* [Aim of the task]: Return verbatim all lines from the first one in the records to the line with "pub struct FileKey", both ends kept.

BEGIN Dataset entries

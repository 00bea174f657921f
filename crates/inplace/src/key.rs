//! File identities and their total order.

use std::fmt;
use std::path::{Path, PathBuf};

use serde::{Deserialize, Serialize};

/// Identifier of a synchronized folder.
#[derive(Clone, Debug, PartialEq, Eq, Hash, PartialOrd, Ord, Serialize, Deserialize)]
#[serde(transparent)]
pub struct FolderId(String);

impl FolderId {
    /// Creates a folder identifier.
    pub fn new(id: impl Into<String>) -> Self {
        Self(id.into())
    }

    /// Returns the identifier text.
    #[must_use]
    pub fn as_str(&self) -> &str {
        &self.0
    }
}

impl fmt::Display for FolderId {
    fn fmt(&self, f: &mut fmt::Formatter<'_>) -> fmt::Result {
        f.write_str(&self.0)
    }
}

impl From<&str> for FolderId {
    fn from(id: &str) -> Self {
        Self::new(id)
    }
}

/// A file inside a folder, addressed by its folder-relative path.
///
/// The derived `Ord` compares the folder first and the path second. It is
/// the lock order of the whole subsystem.
#[derive(Clone, Debug, PartialEq, Eq, Hash, PartialOrd, Ord, Serialize, Deserialize)]
pub struct FileKey {
    folder: FolderId,
    path: PathBuf,
}

impl FileKey {
    /// Creates a key for `path` inside `folder`.
    pub fn new(folder: impl Into<FolderId>, path: impl Into<PathBuf>) -> Self {
        Self {
            folder: folder.into(),
            path: path.into(),
        }
    }

    /// Returns the owning folder.
    #[must_use]
    pub const fn folder(&self) -> &FolderId {
        &self.folder
    }

    /// Returns the folder-relative path.
    #[must_use]
    pub fn path(&self) -> &Path {
        &self.path
    }
}

impl fmt::Display for FileKey {
    fn fmt(&self, f: &mut fmt::Formatter<'_>) -> fmt::Result {
        write!(f, "{}:{}", self.folder, self.path.display())
    }
}
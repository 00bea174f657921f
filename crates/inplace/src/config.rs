//! Runtime configuration for the in-place update subsystem.

use std::time::Duration;

use blocks::DEFAULT_BLOCK_SIZE;
use serde::{Deserialize, Serialize};

/// Default number of pipeline workers.
pub const DEFAULT_WORKERS: usize = 2;

/// Default bounded-queue capacity for pending update requests.
pub const DEFAULT_QUEUE_CAPACITY: usize = 32;

/// Default bound on waiting for the full lock set of one update.
pub const DEFAULT_LOCK_TIMEOUT: Duration = Duration::from_secs(5);

/// Default bound on waiting for network pulls of one update.
pub const DEFAULT_PULL_TIMEOUT: Duration = Duration::from_secs(30);

/// Default bound on rollback data staged for one update.
pub const DEFAULT_MAX_SCRATCH_BYTES: u64 = 256 * 1024 * 1024;

/// Default name of the per-folder scratch directory.
pub const DEFAULT_SCRATCH_DIR: &str = ".inplace";

/// Configuration shared by the planner, the apply engine and the pipeline.
///
/// Deserializes from JSON with every field optional; durations are expressed
/// in milliseconds.
#[derive(Debug, Clone, PartialEq, Eq, Serialize, Deserialize)]
#[serde(default, deny_unknown_fields)]
pub struct InPlaceConfig {
    /// Number of worker threads in the pipeline.
    pub workers: usize,
    /// Capacity of the bounded request queue.
    pub queue_capacity: usize,
    /// Bounded wait for acquiring every lock an update needs.
    #[serde(rename = "lock_timeout_ms", with = "duration_ms")]
    pub lock_timeout: Duration,
    /// Bounded wait for all pulls of an update to be delivered.
    #[serde(rename = "pull_timeout_ms", with = "duration_ms")]
    pub pull_timeout: Duration,
    /// Largest scratch area one update may stage.
    pub max_scratch_bytes: u64,
    /// Name of the scratch directory created under each folder root.
    pub scratch_dir_name: String,
    /// Whether scratch, marker and destination writes are fsynced.
    ///
    /// Disabling this keeps the ordering of the protocol but gives up crash
    /// durability; it exists for tests and throwaway folders.
    pub fsync: bool,
    /// Block size used when hashing local files.
    pub block_size: u32,
}

impl Default for InPlaceConfig {
    fn default() -> Self {
        Self {
            workers: DEFAULT_WORKERS,
            queue_capacity: DEFAULT_QUEUE_CAPACITY,
            lock_timeout: DEFAULT_LOCK_TIMEOUT,
            pull_timeout: DEFAULT_PULL_TIMEOUT,
            max_scratch_bytes: DEFAULT_MAX_SCRATCH_BYTES,
            scratch_dir_name: DEFAULT_SCRATCH_DIR.to_owned(),
            fsync: true,
            block_size: DEFAULT_BLOCK_SIZE,
        }
    }
}

impl InPlaceConfig {
    /// Sets the worker count (at least one).
    #[must_use]
    pub fn with_workers(mut self, workers: usize) -> Self {
        self.workers = workers.max(1);
        self
    }

    /// Sets the request queue capacity (at least one).
    #[must_use]
    pub fn with_queue_capacity(mut self, capacity: usize) -> Self {
        self.queue_capacity = capacity.max(1);
        self
    }

    /// Sets the lock acquisition bound.
    #[must_use]
    pub fn with_lock_timeout(mut self, timeout: Duration) -> Self {
        self.lock_timeout = timeout;
        self
    }

    /// Sets the pull delivery bound.
    #[must_use]
    pub fn with_pull_timeout(mut self, timeout: Duration) -> Self {
        self.pull_timeout = timeout;
        self
    }

    /// Sets the scratch area bound.
    #[must_use]
    pub fn with_max_scratch_bytes(mut self, bytes: u64) -> Self {
        self.max_scratch_bytes = bytes;
        self
    }

    /// Enables or disables fsync.
    #[must_use]
    pub fn with_fsync(mut self, fsync: bool) -> Self {
        self.fsync = fsync;
        self
    }

    /// Sets the hashing block size (at least one byte).
    #[must_use]
    pub fn with_block_size(mut self, block_size: u32) -> Self {
        self.block_size = block_size.max(1);
        self
    }

    /// Parses a JSON configuration document.
    pub fn from_json(text: &str) -> Result<Self, serde_json::Error> {
        serde_json::from_str(text)
    }
}

mod duration_ms {
    use std::time::Duration;

    use serde::{Deserialize, Deserializer, Serializer};

    pub(super) fn serialize<S: Serializer>(
        value: &Duration,
        serializer: S,
    ) -> Result<S::Ok, S::Error> {
        serializer.serialize_u64(u64::try_from(value.as_millis()).unwrap_or(u64::MAX))
    }

    pub(super) fn deserialize<'de, D: Deserializer<'de>>(
        deserializer: D,
    ) -> Result<Duration, D::Error> {
        u64::deserialize(deserializer).map(Duration::from_millis)
    }
}

#[cfg(test)]
mod tests {
    use super::*;

    #[test]
    fn empty_document_yields_defaults() {
        let config = InPlaceConfig::from_json("{}").expect("parse");
        assert_eq!(config, InPlaceConfig::default());
    }

    #[test]
    fn durations_are_milliseconds() {
        let config =
            InPlaceConfig::from_json(r#"{"lock_timeout_ms": 250, "workers": 4}"#).expect("parse");
        assert_eq!(config.lock_timeout, Duration::from_millis(250));
        assert_eq!(config.workers, 4);
        assert_eq!(config.pull_timeout, DEFAULT_PULL_TIMEOUT);

        let json = serde_json::to_value(&config).expect("serialize");
        assert_eq!(json["lock_timeout_ms"], 250);
    }

    #[test]
    fn unknown_fields_are_rejected() {
        assert!(InPlaceConfig::from_json(r#"{"wokers": 4}"#).is_err());
    }

    #[test]
    fn builders_clamp_counts() {
        let config = InPlaceConfig::default()
            .with_workers(0)
            .with_queue_capacity(0)
            .with_block_size(0);
        assert_eq!(config.workers, 1);
        assert_eq!(config.queue_capacity, 1);
        assert_eq!(config.block_size, 1);
    }
}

END Dataset entries

* [Answer section]:
repository 00bea174f657921f
filename crates/inplace/src/key.rs
//! File identities and their total order.

use std::fmt;
use std::path::{Path, PathBuf};

use serde::{Deserialize, Serialize};

/// Identifier of a synchronized folder.
#[derive(Clone, Debug, PartialEq, Eq, Hash, PartialOrd, Ord, Serialize, Deserialize)]
#[serde(transparent)]
pub struct FolderId(String);

impl FolderId {
    /// Creates a folder identifier.
    pub fn new(id: impl Into<String>) -> Self {
        Self(id.into())
    }

    /// Returns the identifier text.
    #[must_use]
    pub fn as_str(&self) -> &str {
        &self.0
    }
}

impl fmt::Display for FolderId {
    fn fmt(&self, f: &mut fmt::Formatter<'_>) -> fmt::Result {
        f.write_str(&self.0)
    }
}

impl From<&str> for FolderId {
    fn from(id: &str) -> Self {
        Self::new(id)
    }
}

/// A file inside a folder, addressed by its folder-relative path.
///
/// The derived `Ord` compares the folder first and the path second. It is
/// the lock order of the whole subsystem.
#[derive(Clone, Debug, PartialEq, Eq, Hash, PartialOrd, Ord, Serialize, Deserialize)]
pub struct FileKey {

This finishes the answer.